Moscow's Reminders of the Past

Soviet-era relics are endearing to the visitor, but some think that they're symptomatic of a country that has been slow in changing.

Moscow's Reminders of the Past

Soviet-era relics are endearing to the visitor, but some think that they're symptomatic of a country that has been slow in changing.

Guards marching outside the Kremlin. (Photo: Violetta Polese)
Guards marching outside the Kremlin. (Photo: Violetta Polese)
Friday, 25 March, 2011

For some locals, Moscow's famous 1950s skyscrapers - a fusion of baroque and gothic architecture rising out of the capital's smoke-clogged streets - are a grim reminder of Stalinist repression and the Cold War era.

For others, they represent a refreshing departure from the rest of the urban sprawl: the dilapidated and drab apartment blocks of the communist years interspersed with the slicker and more modern mirrored buildings that have been thrown up over the past two decades.

Josef Stalin, the country's former president, commissioned the building of these seven skyscrapers, nicknamed the Seven Sisters, in order to prove that the Soviet Union was every bit as powerful as the capitalist countries in the West.

Our taxi driver told us how, one day in the early 1950s, Stalin had been driving past the tallest of these skyscrapers - the Moscow state university - when he asked his cavalcade to stop.

The building should have a spire, he barked at his chief architect. Why doesn't it have a spire?

So a spire was duly built. Without one, the building had looked very much like a classic New York skyscraper. Which, of course, it was - the technology that had been used to build these high-rises was exactly the same as that used in New York's building frenzy.

The Seven Sisters don't just represent Moscow's struggle for superpower supremacy. They represent a contradiction between rejecting western capitalism and embracing its know-how.

In August, it will be exactly 20 years since Boris Yeltsin famously climbed on top of a tank outside the Russian parliament to denounce a coup that threatened to return hard-line communist party members to power.

The coup faltered and then collapsed, marking the definitive end of the Soviet era and ushering in real democratic change.

Two decades on and the country's communist past seems a distant memory. Last year, Forbes magazine, an American publication, placed Russia second in the ranking of the world's highest concentration of US dollar billionaires, accounting for a third of the 300 located in Europe.

Next year, the country is expected to finally join the World Trade Organisation, WTO - a sure sign that Russia has been accepted into the ranks of the world's free market economies.

But some things remain unchanged.
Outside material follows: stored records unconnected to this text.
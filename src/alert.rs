//! Buzzer thresholds and the alarm condition.

use crate::weather::{Metric, WeatherStationData};

pub const SETTING_COUNT: usize = 6;

/// User threshold for one metric. Ignored by the alarm until entered.
#[derive(Clone, Copy, Debug, PartialEq)]
#[cfg_attr(feature = "defmt", derive(defmt::Format))]
pub struct BuzzerSetting {
    pub metric: Metric,
    /// Digits collected by numeric entry; the decimal point sits before the last.
    pub precision: u8,
    pub threshold: f32,
    pub initialized: bool,
}

impl BuzzerSetting {
    pub const fn new(metric: Metric, precision: u8) -> Self {
        Self {
            metric,
            precision,
            threshold: 0.0,
            initialized: false,
        }
    }

    pub fn name(&self) -> &'static str {
        self.metric.label()
    }

    pub fn unit(&self) -> &'static str {
        self.metric.unit()
    }

    pub fn commit(&mut self, threshold: f32) {
        self.threshold = threshold;
        self.initialized = true;
    }

    /// Reading strictly above an entered threshold.
    pub fn exceeded_by(&self, data: &WeatherStationData) -> bool {
        self.initialized && self.metric.reading(data) > self.threshold
    }
}

pub type BuzzerSettings = [BuzzerSetting; SETTING_COUNT];

/// Thresholds in evaluation order, all unset.
pub const fn default_settings() -> BuzzerSettings {
    [
        BuzzerSetting::new(Metric::Temperature, 3),
        BuzzerSetting::new(Metric::Humidity, 3),
        BuzzerSetting::new(Metric::WindSpeed, 3),
        BuzzerSetting::new(Metric::Pressure, 5),
        BuzzerSetting::new(Metric::Light, 5),
        BuzzerSetting::new(Metric::Smoke, 4),
    ]
}

/// True if any entered threshold is strictly exceeded by `data`.
pub fn compare_limit(data: &WeatherStationData, settings: &BuzzerSettings) -> bool {
    settings.iter().any(|setting| setting.exceeded_by(data))
}

/// Alarm condition gated by the user's mute toggle.
#[derive(Clone, Copy, Debug, Default, PartialEq, Eq)]
#[cfg_attr(feature = "defmt", derive(defmt::Format))]
pub struct Alarm {
    muted: bool,
    sounding: bool,
}

impl Alarm {
    pub fn toggle_mute(&mut self) -> bool {
        self.muted = !self.muted;
        self.muted
    }

    pub fn muted(&self) -> bool {
        self.muted
    }

    pub fn sounding(&self) -> bool {
        self.sounding
    }

    /// Level for the buzzer output.
    pub fn evaluate(&mut self, data: &WeatherStationData, settings: &BuzzerSettings) -> bool {
        let sounding = compare_limit(data, settings) && !self.muted;
        if sounding != self.sounding {
            info!("Alarm {}", if sounding { "on" } else { "off" });
        }
        self.sounding = sounding;
        sounding
    }
}

#[cfg(test)]
mod tests {
    use super::*;

    fn hot() -> WeatherStationData {
        WeatherStationData {
            temperature: 40.0,
            humidity: 99.0,
            wind_speed: 30.0,
            pressure: 1100.0,
            ambient_light: 90_000.0,
            smoke: 500.0,
            ..Default::default()
        }
    }

    #[test]
    fn unset_thresholds_never_alarm() {
        assert!(!compare_limit(&hot(), &default_settings()));
    }

    #[test]
    fn equal_reading_does_not_alarm() {
        let mut settings = default_settings();
        settings[0].commit(40.0);
        assert!(!compare_limit(&hot(), &settings));

        settings[0].commit(39.9);
        assert!(compare_limit(&hot(), &settings));
    }

    #[test]
    fn any_single_metric_can_trigger() {
        for index in 0..SETTING_COUNT {
            let mut settings = default_settings();
            settings[index].commit(1.0);
            assert!(compare_limit(&hot(), &settings), "setting {}", index);

            let calm = WeatherStationData::default();
            assert!(!compare_limit(&calm, &settings), "setting {}", index);
        }
    }

    #[test]
    fn wind_direction_is_not_a_threshold() {
        let settings = default_settings();
        assert!(settings
            .iter()
            .all(|setting| setting.metric != Metric::WindDirection));
    }

    #[test]
    fn precisions_follow_magnitudes() {
        let precisions = default_settings().map(|setting| setting.precision);
        assert_eq!(precisions, [3, 3, 3, 5, 5, 4]);
    }

    #[test]
    fn mute_gates_the_output() {
        let mut settings = default_settings();
        settings[5].commit(100.0);
        let mut alarm = Alarm::default();

        assert!(alarm.evaluate(&hot(), &settings));
        assert!(alarm.toggle_mute());
        assert!(!alarm.evaluate(&hot(), &settings));
        assert!(!alarm.sounding());
        assert!(!alarm.toggle_mute());
        assert!(alarm.evaluate(&hot(), &settings));
    }
}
During my visit, it was around 17 degrees below freezing. Sometimes, the temperature can fall as low as -35. Driving through the Moscow streets, eddies of snow pirouetting in the lamplight I found it hard to understand how people could live in such cold.

Inside Muscovite homes, though, it was a different story. The temperature was unpleasantly high. When I asked our host if it could be turned down a little, I was told that the thermostat could only be adjusted centrally - a throw-back, no doubt, to the days of Soviet collectivism.

So we slept with the windows open, freezing air mingling with the disagreeably stifling heat within.

Another reminder of the past can be seen at the foot of escalators in subway stations, where women sit in small glass cubicles watching the coming and going of passengers.

It seems likely that the escalators would work perfectly well without such supervision, but we are told that apparently pointless jobs like these were vital during the Soviet era for maintaining full employment.

These relics of the past are endearing to the visitor, but some think that they are symptomatic of a country that has been slow in changing.

The country is still run by an elite group of politicians, far removed from the lives of ordinary people.

When revolution and turmoil started sweeping through the Arab world earlier this year, people in Russia started speculating whether the time was ripe for a similar revolution in their own country.

At a wedding - which was the reason we had come to Russia in the first place - I sat next to a Ukrainian woman, who certainly thought a people's uprising would be a positive development in Russia.

After all, in her own country, an uprising in 2004, which came to be known as the Orange Revolution, had taken a stand against the old guard - although things have not changed as much as people hoped and President Viktor Yanukovych, who the revolution had sought to depose, returned to power in 2010.

"It seems unlikely that there will be a revolution in Russia, though," she eventually conceded, perhaps a little wistfully. "People here don't like change all that much."

Twenty years ago, when revolution ousted Russia's communist leaders, chaos ensued - and millions of people lost their life savings in the economic turmoil of the 1990s.

A political elite which doesn't tolerate dissent may now run the country, but at least things are stable. The country is marching inextricably towards entry into the WTO. People are starting to become more affluent. In central Moscow, wealth and opportunity surround its soviet-era skyscrapers, and few people want to take any risks with economic security in the hope of adding more democracy into the free-market mix.

Blake Evans-Pritchard is IWPR's Africa editor.